Es war eine magische Fussballnacht: Am 11. Juli 2021 setzte sich Italien im Finale der Europameisterschaft (EM) im Penalty-Schiessen gegen Gastgeber England durch. Drei Jahre und drei Tage nach dem Triumph der Squadra Azzurra im Londoner Wembley Stadion wird Europas Fussballkrone erneut vergeben. Allerdings zählt Italien nicht zu den Favoriten der anstehenden EM. Bei den Buchhaltern (bwin) beträgt die Quote für den Titelverteidiger 17. Wer auf England oder Frankreich setzt, bekommt im Erfolgsfall lediglich das 4.5-fache seines Einsatzes ausbezahlt. Die Quote für Gastgeber Deutschland liegt gut zehn Wochen vor dem Eröffnungsspiel in München bei 6.0.
Während die Mannschaft von Trainer Luciano Spalletti mit einer holprigen Qualifikation Vertrauen bei den Fans verspielt hat, ist der italienische Aktienmarkt unter Investoren schwer angesagt. Im 1. Quartal 2024 legt der FTSE MIB Index um 15% zu. Damit liess die mit 40 Unternehmen bestückte Benchmark die Leitindizes der anderen grossen europäischen Volkswirtschaften hinter sich. Auch den Vergleich über einen Zeitraum von 12 Monaten führt Italien an (siehe Grafik 1). Und doch ist an der Mailänder Börse – anders als in Paris oder Frankfurt – die Rekordglocke noch nicht ertönt. Seinen bisherigen Höchststand hat der FTSE MIB kurz nach der Jahrtausendwende erreicht. Am 6. März 2000 stand der Index bei mehr als 50’000 Zählern.
Dominante Finanzaktien
24 Jahre später trennen die 40 italienischen Large Caps rund 44% vom historischen Top. Insofern ist das Hoch aus dem Jahr 2007 bei gut 44’000 Punkten eine sinnvollere Orientierungsmarke (siehe Grafik 2). Allerdings muss sich zunächst zeigen, ob und inwieweit die Treiber der jüngsten Rallye intakt bleiben. 2023 hat der FTSE MIB stark von seiner Zusammensetzung profitiert. Banken steuern rund ein Viertel zum italienischen Leitindex bei. Nimmt man die Versicherer hinzu, dann liegt der Anteil des Finanzwesens bei annähernd einem Drittel (siehe Grafik 3). Diesen Unternehmen hat das Umfeld steigender Zinsen in die Hände gespielt. Ein Blick in die Erfolgsrechnung von Unicredit liefert einen Beleg für diese These: 2023 konnte die Grossbank ihre Nettozinseinnahmen um nahezu ein Drittel auf gut EUR 14 Milliarden steigern. Gleichzeitig entwickelten sich die Kosten stabil und das Institut musste weit weniger Geld für Kreditausfälle zurückstellen als noch im Vorjahr. Die Folge: Unterm Strich verdiente Unicredit 2023 mit EUR 8.6 Milliarden 54% mehr als im Jahr zuvor. Diesen Rekordüberschuss möchte die Bank vollständig ausschütten. «Seit 2021 werden wir dieses Jahr EUR 17.6 Milliarden an unsere Anteilseigener zurückgeführt haben», erklärte CEO Andrea Orcel bei der Bilanzvorlage.

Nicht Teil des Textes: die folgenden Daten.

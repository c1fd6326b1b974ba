use crate::application::auth::authenticate::AuthenticateUseCase;
use crate::domain::users::{User, UserRepository};
use crate::infrastructure::repositories::users::PostgresUserRepository;
use crate::infrastructure::state::AppState;
use crate::shared::error::AppError;
use axum::{extract::FromRequestParts, http::request::Parts};
use std::sync::Arc;

/// Authenticated user extractor.
///
/// Validates the bearer access token from the Authorization header and
/// resolves it to a live user record.
pub struct AuthUser(pub User);

impl FromRequestParts<AppState> for AuthUser {
    type Rejection = AppError;

    async fn from_request_parts(
        parts: &mut Parts,
        state: &AppState,
    ) -> Result<Self, Self::Rejection> {
        let auth_header = parts
            .headers
            .get("Authorization")
            .and_then(|h| h.to_str().ok())
            .ok_or(AppError::MissingCredential)?;

        let token = auth_header
            .strip_prefix("Bearer ")
            .ok_or(AppError::MissingCredential)?;

        let user_repo =
            Arc::new(PostgresUserRepository::new(state.pool.clone())) as Arc<dyn UserRepository>;
        let use_case = AuthenticateUseCase::new(user_repo, state.tokens.clone());

        let user = use_case.execute(token).await?;

        Ok(AuthUser(user))
    }
}
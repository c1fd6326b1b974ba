use crate::domain::links::{InsertLinkError, Link, LinkRepository, NewLink};
use crate::infrastructure::db::DbPool;
use async_trait::async_trait;

#[derive(Clone)]
pub struct PostgresLinkRepository {
    pool: DbPool,
}

impl PostgresLinkRepository {
    pub fn new(pool: DbPool) -> Self {
        Self { pool }
    }
}

#[async_trait]
impl LinkRepository for PostgresLinkRepository {
    async fn insert(&self, new_link: NewLink) -> Result<Link, InsertLinkError> {
        let link = sqlx::query_as::<_, Link>(
            r#"
            INSERT INTO links (short_key, original_url, user_id)
            VALUES ($1, $2, $3)
            RETURNING id, short_key, original_url, user_id,
                      created_at, last_access_at, view_count, disabled
            "#,
        )
        .bind(new_link.short_key)
        .bind(new_link.original_url)
        .bind(new_link.user_id)
        .fetch_one(&self.pool)
        .await
        .map_err(|e| match e {
            sqlx::Error::Database(db) if db.is_unique_violation() => InsertLinkError::DuplicateKey,
            e => InsertLinkError::Other(e.into()),
        })?;

        Ok(link)
    }

    async fn find_by_key_for_user(
        &self,
        key: &str,
        user_id: i64,
    ) -> Result<Option<Link>, anyhow::Error> {
        let link = sqlx::query_as::<_, Link>(
            r#"
            SELECT id, short_key, original_url, user_id,
                   created_at, last_access_at, view_count, disabled
            FROM links
            WHERE short_key = $1 AND user_id = $2 AND disabled = FALSE
            "#,
        )
        .bind(key)
        .bind(user_id)
        .fetch_optional(&self.pool)
        .await?;

        Ok(link)
    }

    async fn list_for_user(&self, user_id: i64) -> Result<Vec<Link>, anyhow::Error> {
        let links = sqlx::query_as::<_, Link>(
            r#"
            SELECT id, short_key, original_url, user_id,
                   created_at, last_access_at, view_count, disabled
            FROM links
            WHERE user_id = $1 AND disabled = FALSE
            ORDER BY created_at DESC
            "#,
        )
        .bind(user_id)
        .fetch_all(&self.pool)
        .await?;

        Ok(links)
    }

    async fn disable(&self, key: &str, user_id: i64) -> Result<bool, anyhow::Error> {
        let result = sqlx::query(
            r#"
            UPDATE links
            SET disabled = TRUE, last_access_at = NOW()
            WHERE short_key = $1 AND user_id = $2 AND disabled = FALSE
            "#,
        )
        .bind(key)
        .bind(user_id)
        .execute(&self.pool)
        .await?;

        Ok(result.rows_affected() > 0)
    }

    async fn record_view(&self, key: &str) -> Result<Option<Link>, anyhow::Error> {
        // Single statement so concurrent views never lose an increment.
        let link = sqlx::query_as::<_, Link>(
            r#"
            UPDATE links
            SET view_count = view_count + 1, last_access_at = NOW()
            WHERE short_key = $1 AND disabled = FALSE
            RETURNING id, short_key, original_url, user_id,
                      created_at, last_access_at, view_count, disabled
            "#,
        )
        .bind(key)
        .fetch_optional(&self.pool)
        .await?;

        Ok(link)
    }
}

Damit bezog er sich direkt auf die Strategie «Unlocked». Ende 2021 hatte Orcel diesen Transformationsplan vorgestellt. Er sieht eine engere Verzahnung der 13 zum Konzern zählenden europäischen Banken sowie Investitionen in die Bereiche Digitalisierung und Daten vor. Daneben liegt ein Schwerpunkt auf der Kundenbetreuung, der Aktionärspolitik sowie der Kosteneffizienz. «Vom Nachzügler zum Spitzenreiter», so beschreibt Unicredit die Fortschritte der Strategie in der jüngsten Zahlenpräsentation. Das Management untermauert den Führungsanspruch mit einem Kennzahlenvergleich mit europäischen Konkurrenten wie beispielsweise BBVA, Deutsche Bank oder Société Générale. Hinsichtlich Wachstum, Cost/ Income-Quote und Kapitalstärke sehen sich die Italiener an der Spitze.
Hilfe aus Brüssel
Neben den Erfolgen des Schwergewichts und anderer Unternehmen hat die Politik dem italienischen Aktienmarkt auf die Sprünge geholfen. Die rechte Regierung um Ministerpräsidentin Georgia Meloni schlug nach ihrem Antritt im Herbst 2022 nicht nur relativ moderate Töne an. Zudem übt sich das Bündnis aus drei Parteien in fiskalischer Disziplin. Daraufhin haben die Ratingagenturen die Einstufung Italiens bestätigt. Moody’s hob im vergangenen Herbst sogar den Ausblick für die drittgrösste Volkswirtschaft der Eurozone auf «stabil» von zuvor «negativ» an. Gleichwohl bewegt sich Italien mit dem Rating «Baa3» gerade noch im anlagewürdigen Bereich «Investmentgrade».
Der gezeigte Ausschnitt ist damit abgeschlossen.